***** RECORDS PROVIDED

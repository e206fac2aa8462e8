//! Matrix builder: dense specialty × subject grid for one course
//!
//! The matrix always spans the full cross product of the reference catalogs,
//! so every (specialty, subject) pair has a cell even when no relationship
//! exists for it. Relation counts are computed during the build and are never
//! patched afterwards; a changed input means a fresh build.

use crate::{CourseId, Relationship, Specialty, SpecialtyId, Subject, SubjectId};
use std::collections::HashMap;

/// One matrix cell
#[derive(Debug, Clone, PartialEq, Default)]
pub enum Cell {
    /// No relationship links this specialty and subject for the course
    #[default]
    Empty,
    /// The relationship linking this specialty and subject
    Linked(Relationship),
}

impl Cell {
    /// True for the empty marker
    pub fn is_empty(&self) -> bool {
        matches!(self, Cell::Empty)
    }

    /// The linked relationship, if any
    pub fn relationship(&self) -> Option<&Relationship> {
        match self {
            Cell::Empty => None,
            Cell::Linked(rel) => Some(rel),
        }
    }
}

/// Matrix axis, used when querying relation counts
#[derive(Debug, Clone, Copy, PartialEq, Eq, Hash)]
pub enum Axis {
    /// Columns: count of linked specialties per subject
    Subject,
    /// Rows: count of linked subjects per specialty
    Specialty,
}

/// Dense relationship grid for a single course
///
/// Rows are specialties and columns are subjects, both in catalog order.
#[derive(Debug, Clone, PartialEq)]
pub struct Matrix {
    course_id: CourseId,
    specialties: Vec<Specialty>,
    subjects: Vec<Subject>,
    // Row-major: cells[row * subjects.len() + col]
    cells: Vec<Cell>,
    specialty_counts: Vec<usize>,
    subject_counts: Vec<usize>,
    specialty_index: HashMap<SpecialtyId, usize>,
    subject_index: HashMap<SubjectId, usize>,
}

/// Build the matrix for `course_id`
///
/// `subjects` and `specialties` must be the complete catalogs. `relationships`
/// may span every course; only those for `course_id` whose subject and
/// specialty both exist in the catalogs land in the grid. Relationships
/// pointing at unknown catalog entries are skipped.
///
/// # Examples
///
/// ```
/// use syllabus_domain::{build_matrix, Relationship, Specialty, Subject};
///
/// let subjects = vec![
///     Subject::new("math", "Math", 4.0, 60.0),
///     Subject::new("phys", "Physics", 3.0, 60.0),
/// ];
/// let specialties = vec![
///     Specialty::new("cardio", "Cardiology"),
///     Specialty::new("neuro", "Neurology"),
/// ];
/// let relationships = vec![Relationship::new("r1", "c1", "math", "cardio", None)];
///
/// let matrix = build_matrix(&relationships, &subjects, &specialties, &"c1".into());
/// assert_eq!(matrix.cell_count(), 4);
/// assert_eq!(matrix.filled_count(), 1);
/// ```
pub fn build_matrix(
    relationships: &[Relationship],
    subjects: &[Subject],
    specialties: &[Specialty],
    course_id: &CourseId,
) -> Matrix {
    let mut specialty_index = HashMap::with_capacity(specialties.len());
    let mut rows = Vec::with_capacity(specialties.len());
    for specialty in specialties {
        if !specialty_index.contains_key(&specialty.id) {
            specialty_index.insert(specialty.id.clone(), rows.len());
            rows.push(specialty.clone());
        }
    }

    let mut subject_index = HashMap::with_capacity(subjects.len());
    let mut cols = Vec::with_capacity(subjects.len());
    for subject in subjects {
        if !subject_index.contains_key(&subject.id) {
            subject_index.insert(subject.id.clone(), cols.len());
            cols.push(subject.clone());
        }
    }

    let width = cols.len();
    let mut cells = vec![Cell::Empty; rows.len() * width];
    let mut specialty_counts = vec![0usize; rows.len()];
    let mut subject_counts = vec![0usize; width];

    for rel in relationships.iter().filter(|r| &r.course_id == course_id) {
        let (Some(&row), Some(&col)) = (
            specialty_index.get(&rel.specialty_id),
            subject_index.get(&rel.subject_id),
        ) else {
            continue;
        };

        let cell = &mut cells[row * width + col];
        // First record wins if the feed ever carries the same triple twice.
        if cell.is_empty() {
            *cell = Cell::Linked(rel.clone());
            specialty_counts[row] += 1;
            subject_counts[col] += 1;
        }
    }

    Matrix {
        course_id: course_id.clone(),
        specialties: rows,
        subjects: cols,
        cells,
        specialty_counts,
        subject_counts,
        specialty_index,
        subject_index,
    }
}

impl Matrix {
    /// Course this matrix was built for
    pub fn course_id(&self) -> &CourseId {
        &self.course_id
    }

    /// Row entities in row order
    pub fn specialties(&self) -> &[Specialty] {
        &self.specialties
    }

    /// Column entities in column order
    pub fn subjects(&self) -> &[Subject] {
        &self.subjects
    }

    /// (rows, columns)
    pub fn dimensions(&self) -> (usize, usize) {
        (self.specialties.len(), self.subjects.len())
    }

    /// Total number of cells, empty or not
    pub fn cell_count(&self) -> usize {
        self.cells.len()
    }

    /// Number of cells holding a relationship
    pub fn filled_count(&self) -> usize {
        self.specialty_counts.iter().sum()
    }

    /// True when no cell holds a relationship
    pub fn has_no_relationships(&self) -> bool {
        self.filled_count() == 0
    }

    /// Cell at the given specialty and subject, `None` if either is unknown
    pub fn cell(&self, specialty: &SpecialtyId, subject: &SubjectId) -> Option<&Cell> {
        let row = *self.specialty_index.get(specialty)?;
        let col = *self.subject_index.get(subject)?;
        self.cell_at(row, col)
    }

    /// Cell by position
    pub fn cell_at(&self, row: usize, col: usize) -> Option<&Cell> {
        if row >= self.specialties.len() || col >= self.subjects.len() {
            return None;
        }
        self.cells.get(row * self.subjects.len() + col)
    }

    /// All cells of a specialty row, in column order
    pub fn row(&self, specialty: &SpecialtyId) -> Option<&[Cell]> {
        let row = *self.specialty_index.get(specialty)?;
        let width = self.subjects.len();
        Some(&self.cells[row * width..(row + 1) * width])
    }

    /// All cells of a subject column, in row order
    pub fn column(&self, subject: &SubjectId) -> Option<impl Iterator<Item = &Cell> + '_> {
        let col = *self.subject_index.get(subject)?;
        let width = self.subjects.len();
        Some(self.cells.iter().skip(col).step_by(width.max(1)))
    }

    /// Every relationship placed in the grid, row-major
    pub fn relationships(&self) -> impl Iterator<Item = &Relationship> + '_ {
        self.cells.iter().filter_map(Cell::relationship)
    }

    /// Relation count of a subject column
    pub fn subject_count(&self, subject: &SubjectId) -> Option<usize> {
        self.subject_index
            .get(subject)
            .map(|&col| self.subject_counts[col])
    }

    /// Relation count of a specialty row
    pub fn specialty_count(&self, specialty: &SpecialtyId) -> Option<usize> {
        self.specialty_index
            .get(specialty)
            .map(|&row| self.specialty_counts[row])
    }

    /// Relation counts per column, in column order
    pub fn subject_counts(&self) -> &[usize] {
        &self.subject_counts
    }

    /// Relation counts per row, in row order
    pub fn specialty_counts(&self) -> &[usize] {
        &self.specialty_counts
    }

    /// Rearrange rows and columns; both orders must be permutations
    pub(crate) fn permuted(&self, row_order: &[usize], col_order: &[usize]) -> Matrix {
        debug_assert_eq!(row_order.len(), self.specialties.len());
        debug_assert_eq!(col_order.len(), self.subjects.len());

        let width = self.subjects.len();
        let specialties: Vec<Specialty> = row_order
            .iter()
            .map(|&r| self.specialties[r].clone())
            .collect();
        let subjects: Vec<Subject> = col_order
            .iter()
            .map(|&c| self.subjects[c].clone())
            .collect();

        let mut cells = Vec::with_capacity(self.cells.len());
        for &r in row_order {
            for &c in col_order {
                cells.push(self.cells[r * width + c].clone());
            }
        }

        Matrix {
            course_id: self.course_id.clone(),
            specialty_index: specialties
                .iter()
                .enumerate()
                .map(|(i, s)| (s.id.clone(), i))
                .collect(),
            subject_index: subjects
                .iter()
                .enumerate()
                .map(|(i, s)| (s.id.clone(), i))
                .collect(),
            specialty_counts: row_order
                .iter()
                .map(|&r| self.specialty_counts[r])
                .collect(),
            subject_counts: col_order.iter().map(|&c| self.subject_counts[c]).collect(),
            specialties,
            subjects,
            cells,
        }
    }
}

**********

### WORK ITEM
For every line of the material above that contains the word "insert", show the line.

### RESULT
            specialty_index.insert(specialty.id.clone(), rows.len());
            subject_index.insert(subject.id.clone(), cols.len());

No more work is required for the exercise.